>>>

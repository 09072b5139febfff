use std::env;

use anyhow::{bail, Result};

mod app;
mod config;
mod logging;
mod state;
mod ui;

use config::AppConfig;

const USAGE: &str = "usage: visualizer [CONFIG.json] [--headless]";

fn main() -> Result<()> {
    let mut config_path = None;
    let mut headless = false;

    for arg in env::args().skip(1) {
        match arg.as_str() {
            "--headless" => headless = true,
            "-h" | "--help" => {
                println!("{USAGE}");
                return Ok(());
            }
            flag if flag.starts_with('-') => bail!("unknown flag '{flag}'\n{USAGE}"),
            path if config_path.is_none() => config_path = Some(path.to_string()),
            extra => bail!("unexpected argument '{extra}'\n{USAGE}"),
        }
    }

    logging::init(headless)?;

    let config = AppConfig::resolve(config_path.as_deref())?;

    if headless {
        app::headless::run(&config)
    } else {
        app::run::run(&config)
    }
}
mod fixed;
mod param_gen;
mod random;

pub use fixed::FixedParamGen;
pub use param_gen::ParamGen;
pub use random::RandParamGen;
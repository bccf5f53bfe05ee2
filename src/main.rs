mod parser;
mod schedule;
mod display;
mod web;

use display::{print_match_log, print_session, write_log_to_csv, write_log_to_file};
use parser::{default_roster, load_roster};
use schedule::ScheduleService;

#[tokio::main]
async fn main() -> Result<(), Box<dyn std::error::Error>> {
    env_logger::init();

    // Check if we should run in web mode
    let args: Vec<String> = std::env::args().collect();
    if args.len() > 1 && args[1] == "web" {
        let port = args.get(2)
            .and_then(|p| p.parse::<u16>().ok())
            .unwrap_or(8080);

        println!("Starting web server on port {}...", port);
        println!("Access the scheduler at http://localhost:{}", port);

        web::start_server(port).await?;
        return Ok(());
    }

    // CLI mode: load a roster, play a few rounds, write the log files.
    // Usage: court-rotation [courts] [rounds]
    let roster = if std::path::Path::new("data/players.txt").exists() {
        println!("Loading roster from data/players.txt...");
        load_roster("data/players.txt")?
    } else {
        println!("No data/players.txt found, using a generated roster.");
        default_roster(web::DEFAULT_ROSTER_SIZE)
    };

    let court_count = args.get(1)
        .and_then(|c| c.parse::<usize>().ok())
        .unwrap_or(web::DEFAULT_COURTS);
    let rounds = args.get(2)
        .and_then(|r| r.parse::<usize>().ok())
        .unwrap_or(3);

    println!("Loaded {} players, {} courts", roster.len(), court_count);

    let mut service = ScheduleService::new(roster, court_count)?;

    for round in 1..=rounds {
        println!("\n=== Round {} ===", round);
        let started = service.fill_idle_courts();
        if started.is_empty() {
            println!("⚠️  Not enough free players to start a match.");
            break;
        }
        print_session(&service);

        // Free every court before the next round.
        for court_id in 0..service.court_count() {
            service.finish_match(court_id)?;
        }
    }

    print_match_log(service.match_log());

    println!("\n=== Pair Counts ===");
    for (pair, count) in service.pair_counts() {
        println!("  {} & {} -> {}", pair.first(), pair.second(), count);
    }

    println!("\n=== Writing Match Log to Files ===");
    write_log_to_file(service.match_log(), "match_log.txt")?;
    write_log_to_csv(service.match_log(), "match_log.csv")?;
    println!("Match log saved to:");
    println!("  - match_log.txt");
    println!("  - match_log.csv");

    Ok(())
}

<<<

▶ **ASSIGNMENT**
Copy each line above holding "init".

▶ **RESULT FOR THIS TASK**
    logging::init(headless)?;
    env_logger::init();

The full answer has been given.